How to complete this task> Below is a block of entries; repeat exactly the lines starting at the line that contains "Pure game-logic functions." and ending at the line that contains "out. Does not", both included.

##### Provided data #####

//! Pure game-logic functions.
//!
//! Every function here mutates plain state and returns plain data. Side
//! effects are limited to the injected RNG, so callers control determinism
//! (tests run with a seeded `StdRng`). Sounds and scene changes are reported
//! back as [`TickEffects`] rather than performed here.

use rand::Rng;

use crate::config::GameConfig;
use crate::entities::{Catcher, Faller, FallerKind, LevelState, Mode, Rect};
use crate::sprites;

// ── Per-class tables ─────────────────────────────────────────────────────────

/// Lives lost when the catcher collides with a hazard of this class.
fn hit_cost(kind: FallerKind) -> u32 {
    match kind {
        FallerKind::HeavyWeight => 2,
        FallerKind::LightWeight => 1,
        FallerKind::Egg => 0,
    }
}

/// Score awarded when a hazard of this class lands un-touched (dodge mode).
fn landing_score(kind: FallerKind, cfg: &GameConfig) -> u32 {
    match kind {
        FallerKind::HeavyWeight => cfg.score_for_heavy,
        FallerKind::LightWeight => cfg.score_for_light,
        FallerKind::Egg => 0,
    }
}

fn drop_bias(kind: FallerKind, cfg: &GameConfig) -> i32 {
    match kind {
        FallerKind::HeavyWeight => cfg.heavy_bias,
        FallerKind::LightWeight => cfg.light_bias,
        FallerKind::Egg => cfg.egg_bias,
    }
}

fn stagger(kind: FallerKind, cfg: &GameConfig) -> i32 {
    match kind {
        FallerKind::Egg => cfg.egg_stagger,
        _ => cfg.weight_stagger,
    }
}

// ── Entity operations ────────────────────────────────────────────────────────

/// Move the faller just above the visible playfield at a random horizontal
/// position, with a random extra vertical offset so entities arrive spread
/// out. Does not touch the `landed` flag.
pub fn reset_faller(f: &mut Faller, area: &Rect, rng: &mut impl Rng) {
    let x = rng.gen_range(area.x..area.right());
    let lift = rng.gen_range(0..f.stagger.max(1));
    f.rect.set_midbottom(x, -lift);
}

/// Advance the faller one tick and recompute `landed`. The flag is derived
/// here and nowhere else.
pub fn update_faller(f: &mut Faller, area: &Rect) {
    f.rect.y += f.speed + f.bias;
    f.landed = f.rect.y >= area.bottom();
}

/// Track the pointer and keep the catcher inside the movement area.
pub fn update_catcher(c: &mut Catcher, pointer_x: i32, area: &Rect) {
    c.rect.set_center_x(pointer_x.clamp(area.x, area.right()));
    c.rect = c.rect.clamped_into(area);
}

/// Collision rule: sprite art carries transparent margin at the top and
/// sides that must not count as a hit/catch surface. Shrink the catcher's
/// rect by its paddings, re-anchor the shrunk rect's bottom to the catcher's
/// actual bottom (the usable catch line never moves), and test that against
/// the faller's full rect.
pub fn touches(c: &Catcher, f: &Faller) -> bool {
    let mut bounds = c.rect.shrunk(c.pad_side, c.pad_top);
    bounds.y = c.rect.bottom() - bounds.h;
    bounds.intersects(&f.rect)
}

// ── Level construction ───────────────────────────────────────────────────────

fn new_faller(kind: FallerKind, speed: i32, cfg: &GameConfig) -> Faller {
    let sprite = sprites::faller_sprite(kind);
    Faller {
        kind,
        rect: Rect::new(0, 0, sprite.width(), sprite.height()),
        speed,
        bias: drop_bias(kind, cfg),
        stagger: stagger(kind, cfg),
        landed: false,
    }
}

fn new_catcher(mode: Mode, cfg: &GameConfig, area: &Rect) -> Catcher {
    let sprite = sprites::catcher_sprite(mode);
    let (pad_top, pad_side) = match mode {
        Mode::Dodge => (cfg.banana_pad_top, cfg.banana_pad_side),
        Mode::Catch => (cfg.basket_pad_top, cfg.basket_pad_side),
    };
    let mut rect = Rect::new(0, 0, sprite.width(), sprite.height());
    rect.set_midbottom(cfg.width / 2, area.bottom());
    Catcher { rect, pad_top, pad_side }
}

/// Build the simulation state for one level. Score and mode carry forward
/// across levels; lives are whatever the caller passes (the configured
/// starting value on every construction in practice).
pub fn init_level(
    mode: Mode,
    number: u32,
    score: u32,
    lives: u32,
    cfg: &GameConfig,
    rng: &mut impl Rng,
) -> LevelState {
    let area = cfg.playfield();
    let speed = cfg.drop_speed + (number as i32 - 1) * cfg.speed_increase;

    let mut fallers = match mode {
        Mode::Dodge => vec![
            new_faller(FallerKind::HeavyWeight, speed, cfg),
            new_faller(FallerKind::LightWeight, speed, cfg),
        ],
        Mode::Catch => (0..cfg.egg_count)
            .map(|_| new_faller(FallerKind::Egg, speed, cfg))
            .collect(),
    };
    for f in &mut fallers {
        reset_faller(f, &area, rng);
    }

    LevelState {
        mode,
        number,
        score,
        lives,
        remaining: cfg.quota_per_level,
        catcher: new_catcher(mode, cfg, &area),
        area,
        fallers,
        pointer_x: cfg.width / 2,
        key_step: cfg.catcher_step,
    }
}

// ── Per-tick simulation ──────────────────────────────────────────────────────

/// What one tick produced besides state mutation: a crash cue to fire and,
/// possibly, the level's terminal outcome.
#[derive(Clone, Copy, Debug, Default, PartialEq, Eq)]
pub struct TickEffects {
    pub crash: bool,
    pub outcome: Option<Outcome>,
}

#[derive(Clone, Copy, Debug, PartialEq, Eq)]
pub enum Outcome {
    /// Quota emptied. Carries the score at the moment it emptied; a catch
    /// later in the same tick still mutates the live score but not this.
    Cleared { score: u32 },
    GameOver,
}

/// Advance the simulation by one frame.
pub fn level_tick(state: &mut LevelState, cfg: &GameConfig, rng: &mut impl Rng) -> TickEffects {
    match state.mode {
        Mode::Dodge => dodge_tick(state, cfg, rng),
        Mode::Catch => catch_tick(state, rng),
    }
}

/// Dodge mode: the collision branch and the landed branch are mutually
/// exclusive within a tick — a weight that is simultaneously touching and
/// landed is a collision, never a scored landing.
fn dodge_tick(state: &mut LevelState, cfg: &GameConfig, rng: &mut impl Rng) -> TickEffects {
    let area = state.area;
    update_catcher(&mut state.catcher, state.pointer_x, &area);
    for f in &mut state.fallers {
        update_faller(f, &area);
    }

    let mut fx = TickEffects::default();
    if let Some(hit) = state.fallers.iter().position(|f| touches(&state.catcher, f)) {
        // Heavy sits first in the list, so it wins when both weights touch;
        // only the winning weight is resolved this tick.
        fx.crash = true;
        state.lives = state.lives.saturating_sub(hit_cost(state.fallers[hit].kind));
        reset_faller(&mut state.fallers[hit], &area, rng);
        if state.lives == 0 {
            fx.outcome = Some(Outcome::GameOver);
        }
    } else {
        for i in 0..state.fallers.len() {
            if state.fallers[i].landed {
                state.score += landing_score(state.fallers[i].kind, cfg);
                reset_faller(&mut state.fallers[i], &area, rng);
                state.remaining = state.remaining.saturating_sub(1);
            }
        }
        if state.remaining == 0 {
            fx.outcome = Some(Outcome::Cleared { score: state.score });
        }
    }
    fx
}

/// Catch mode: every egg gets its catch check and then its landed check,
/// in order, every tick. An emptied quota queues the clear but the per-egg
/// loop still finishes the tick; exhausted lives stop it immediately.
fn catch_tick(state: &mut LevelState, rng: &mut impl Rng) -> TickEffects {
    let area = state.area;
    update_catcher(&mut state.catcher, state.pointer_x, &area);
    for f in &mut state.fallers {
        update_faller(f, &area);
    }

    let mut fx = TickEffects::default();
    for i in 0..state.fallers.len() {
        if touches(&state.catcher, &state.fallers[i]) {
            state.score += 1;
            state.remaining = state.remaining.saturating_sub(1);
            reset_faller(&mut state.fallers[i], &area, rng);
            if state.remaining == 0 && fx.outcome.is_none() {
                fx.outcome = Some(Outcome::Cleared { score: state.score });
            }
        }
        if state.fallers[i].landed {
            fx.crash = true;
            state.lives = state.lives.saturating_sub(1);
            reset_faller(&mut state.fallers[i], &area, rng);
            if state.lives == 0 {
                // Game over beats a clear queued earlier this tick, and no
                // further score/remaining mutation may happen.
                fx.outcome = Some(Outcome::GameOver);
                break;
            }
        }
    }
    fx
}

#####
##### Provided data #####

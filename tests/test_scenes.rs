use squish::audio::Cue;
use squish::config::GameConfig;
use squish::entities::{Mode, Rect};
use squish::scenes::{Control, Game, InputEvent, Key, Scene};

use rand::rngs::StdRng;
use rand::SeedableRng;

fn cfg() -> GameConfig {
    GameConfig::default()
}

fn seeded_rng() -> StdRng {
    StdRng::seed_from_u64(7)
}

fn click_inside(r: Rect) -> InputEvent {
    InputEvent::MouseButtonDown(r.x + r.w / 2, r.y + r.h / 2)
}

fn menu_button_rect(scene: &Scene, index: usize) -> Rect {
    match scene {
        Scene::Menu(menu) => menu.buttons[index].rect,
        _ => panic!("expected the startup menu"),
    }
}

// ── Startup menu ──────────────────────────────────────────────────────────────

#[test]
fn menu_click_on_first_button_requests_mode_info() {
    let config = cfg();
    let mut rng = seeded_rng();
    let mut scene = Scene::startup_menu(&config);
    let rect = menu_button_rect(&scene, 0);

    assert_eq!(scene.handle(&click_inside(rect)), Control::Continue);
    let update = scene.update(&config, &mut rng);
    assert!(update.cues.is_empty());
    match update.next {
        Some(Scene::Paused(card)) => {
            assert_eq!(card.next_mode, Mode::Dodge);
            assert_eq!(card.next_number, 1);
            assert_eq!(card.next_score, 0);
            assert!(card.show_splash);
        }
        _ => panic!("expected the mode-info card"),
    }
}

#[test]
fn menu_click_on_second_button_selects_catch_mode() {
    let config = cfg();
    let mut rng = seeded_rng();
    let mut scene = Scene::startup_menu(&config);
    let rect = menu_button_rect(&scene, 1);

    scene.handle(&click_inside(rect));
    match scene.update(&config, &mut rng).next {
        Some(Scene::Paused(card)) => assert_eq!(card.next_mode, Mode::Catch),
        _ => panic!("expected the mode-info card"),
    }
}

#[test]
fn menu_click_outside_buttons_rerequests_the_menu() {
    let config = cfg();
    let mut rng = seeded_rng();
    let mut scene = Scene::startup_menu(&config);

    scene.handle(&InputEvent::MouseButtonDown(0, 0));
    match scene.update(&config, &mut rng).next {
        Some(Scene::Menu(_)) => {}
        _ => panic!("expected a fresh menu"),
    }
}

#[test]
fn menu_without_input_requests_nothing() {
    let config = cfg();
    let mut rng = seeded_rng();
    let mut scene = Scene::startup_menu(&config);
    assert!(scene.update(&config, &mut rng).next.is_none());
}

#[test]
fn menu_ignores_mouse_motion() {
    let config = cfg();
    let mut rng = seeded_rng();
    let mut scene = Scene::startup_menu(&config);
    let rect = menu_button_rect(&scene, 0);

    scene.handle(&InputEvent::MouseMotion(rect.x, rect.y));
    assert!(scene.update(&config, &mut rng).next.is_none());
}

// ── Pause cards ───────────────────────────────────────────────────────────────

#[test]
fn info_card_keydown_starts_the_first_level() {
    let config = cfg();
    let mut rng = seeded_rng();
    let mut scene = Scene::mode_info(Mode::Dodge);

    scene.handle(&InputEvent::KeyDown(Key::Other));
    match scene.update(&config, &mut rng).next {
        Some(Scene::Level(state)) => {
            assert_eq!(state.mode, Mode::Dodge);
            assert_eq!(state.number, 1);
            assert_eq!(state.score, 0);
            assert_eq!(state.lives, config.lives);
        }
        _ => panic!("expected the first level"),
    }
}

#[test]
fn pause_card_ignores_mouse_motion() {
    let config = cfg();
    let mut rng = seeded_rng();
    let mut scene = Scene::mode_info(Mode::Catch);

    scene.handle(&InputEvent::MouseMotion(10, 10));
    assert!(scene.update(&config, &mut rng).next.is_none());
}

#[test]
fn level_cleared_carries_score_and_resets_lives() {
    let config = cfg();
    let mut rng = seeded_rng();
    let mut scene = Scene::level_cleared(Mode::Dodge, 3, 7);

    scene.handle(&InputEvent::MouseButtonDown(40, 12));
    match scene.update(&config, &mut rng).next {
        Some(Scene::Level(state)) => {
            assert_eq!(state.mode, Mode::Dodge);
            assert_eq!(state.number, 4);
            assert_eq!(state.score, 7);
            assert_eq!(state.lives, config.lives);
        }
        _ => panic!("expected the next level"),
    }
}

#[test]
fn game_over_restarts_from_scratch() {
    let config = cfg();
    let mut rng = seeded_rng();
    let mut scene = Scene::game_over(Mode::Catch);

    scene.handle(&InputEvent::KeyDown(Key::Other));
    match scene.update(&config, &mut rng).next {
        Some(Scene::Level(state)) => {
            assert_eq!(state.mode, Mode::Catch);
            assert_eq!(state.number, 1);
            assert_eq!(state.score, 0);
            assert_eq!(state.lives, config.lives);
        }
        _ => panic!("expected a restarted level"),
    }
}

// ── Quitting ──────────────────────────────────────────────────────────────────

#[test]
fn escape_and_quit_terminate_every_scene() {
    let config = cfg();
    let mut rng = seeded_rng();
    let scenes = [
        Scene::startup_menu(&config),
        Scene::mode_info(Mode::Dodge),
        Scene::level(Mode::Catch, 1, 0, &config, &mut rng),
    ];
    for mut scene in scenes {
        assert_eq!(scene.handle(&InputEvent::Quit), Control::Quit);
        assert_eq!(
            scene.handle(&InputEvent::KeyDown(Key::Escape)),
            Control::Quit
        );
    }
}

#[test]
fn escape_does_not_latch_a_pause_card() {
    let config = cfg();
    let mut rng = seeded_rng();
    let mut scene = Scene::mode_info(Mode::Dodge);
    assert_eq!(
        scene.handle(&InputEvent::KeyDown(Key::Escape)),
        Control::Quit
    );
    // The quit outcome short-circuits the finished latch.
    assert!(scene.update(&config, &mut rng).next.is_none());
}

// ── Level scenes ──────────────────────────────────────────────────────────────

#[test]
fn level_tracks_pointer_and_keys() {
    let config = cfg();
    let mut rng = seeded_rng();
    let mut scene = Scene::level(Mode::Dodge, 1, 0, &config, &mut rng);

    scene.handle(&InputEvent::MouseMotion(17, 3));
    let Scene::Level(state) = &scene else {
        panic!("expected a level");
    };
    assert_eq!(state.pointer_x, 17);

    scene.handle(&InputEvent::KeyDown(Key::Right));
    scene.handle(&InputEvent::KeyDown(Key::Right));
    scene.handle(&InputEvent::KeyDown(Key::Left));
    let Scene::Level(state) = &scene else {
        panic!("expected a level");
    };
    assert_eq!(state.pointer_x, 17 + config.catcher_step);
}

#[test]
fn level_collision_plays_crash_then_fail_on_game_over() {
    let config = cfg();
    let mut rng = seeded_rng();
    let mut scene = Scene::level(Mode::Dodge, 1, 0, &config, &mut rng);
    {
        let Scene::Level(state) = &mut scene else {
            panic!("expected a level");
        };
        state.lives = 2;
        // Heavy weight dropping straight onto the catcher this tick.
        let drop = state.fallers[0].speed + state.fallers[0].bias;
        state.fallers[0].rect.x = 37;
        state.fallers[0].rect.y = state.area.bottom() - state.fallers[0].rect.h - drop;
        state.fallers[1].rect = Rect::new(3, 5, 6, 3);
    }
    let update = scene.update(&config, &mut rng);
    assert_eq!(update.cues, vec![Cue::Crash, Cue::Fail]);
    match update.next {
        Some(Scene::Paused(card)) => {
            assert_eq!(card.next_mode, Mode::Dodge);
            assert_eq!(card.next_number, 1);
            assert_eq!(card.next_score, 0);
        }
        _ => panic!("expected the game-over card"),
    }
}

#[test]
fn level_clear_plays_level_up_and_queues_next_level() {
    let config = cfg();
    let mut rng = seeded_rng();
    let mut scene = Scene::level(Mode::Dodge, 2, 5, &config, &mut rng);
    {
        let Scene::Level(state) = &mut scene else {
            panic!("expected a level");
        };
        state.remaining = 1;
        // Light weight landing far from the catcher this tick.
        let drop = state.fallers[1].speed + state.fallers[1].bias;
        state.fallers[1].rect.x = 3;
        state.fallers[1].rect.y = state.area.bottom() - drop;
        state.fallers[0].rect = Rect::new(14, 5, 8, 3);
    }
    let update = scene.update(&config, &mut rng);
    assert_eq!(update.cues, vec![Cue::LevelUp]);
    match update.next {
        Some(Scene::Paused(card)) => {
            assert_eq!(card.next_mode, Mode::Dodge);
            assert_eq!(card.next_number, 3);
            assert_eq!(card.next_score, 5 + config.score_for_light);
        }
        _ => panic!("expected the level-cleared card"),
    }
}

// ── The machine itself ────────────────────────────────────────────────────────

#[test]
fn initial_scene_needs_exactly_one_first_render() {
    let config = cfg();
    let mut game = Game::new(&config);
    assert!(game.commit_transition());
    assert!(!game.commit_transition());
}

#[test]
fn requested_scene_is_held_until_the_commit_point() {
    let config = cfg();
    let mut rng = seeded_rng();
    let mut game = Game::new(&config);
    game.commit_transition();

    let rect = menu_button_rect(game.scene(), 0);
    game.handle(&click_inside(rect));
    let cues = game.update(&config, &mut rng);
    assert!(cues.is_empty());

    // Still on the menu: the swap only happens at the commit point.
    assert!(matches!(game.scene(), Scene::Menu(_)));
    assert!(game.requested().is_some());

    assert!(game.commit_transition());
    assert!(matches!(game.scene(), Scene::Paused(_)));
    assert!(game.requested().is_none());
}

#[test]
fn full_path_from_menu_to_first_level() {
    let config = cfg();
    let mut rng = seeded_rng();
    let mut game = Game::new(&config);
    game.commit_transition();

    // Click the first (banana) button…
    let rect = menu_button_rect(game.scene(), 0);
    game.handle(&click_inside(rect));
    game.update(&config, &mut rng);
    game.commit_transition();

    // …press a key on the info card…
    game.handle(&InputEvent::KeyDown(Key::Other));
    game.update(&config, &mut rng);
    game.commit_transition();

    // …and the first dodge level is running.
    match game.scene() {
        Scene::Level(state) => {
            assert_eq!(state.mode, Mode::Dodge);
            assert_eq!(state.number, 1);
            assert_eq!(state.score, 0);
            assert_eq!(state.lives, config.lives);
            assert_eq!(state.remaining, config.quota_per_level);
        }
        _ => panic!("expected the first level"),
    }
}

#####

Reply to the exercise>
//! Pure game-logic functions.
//!
//! Every function here mutates plain state and returns plain data. Side
//! effects are limited to the injected RNG, so callers control determinism
//! (tests run with a seeded `StdRng`). Sounds and scene changes are reported
//! back as [`TickEffects`] rather than performed here.

use rand::Rng;

use crate::config::GameConfig;
use crate::entities::{Catcher, Faller, FallerKind, LevelState, Mode, Rect};
use crate::sprites;

// ── Per-class tables ─────────────────────────────────────────────────────────

/// Lives lost when the catcher collides with a hazard of this class.
fn hit_cost(kind: FallerKind) -> u32 {
    match kind {
        FallerKind::HeavyWeight => 2,
        FallerKind::LightWeight => 1,
        FallerKind::Egg => 0,
    }
}

/// Score awarded when a hazard of this class lands un-touched (dodge mode).
fn landing_score(kind: FallerKind, cfg: &GameConfig) -> u32 {
    match kind {
        FallerKind::HeavyWeight => cfg.score_for_heavy,
        FallerKind::LightWeight => cfg.score_for_light,
        FallerKind::Egg => 0,
    }
}

fn drop_bias(kind: FallerKind, cfg: &GameConfig) -> i32 {
    match kind {
        FallerKind::HeavyWeight => cfg.heavy_bias,
        FallerKind::LightWeight => cfg.light_bias,
        FallerKind::Egg => cfg.egg_bias,
    }
}

fn stagger(kind: FallerKind, cfg: &GameConfig) -> i32 {
    match kind {
        FallerKind::Egg => cfg.egg_stagger,
        _ => cfg.weight_stagger,
    }
}

// ── Entity operations ────────────────────────────────────────────────────────

/// Move the faller just above the visible playfield at a random horizontal
/// position, with a random extra vertical offset so entities arrive spread
/// out. Does not touch the `landed` flag.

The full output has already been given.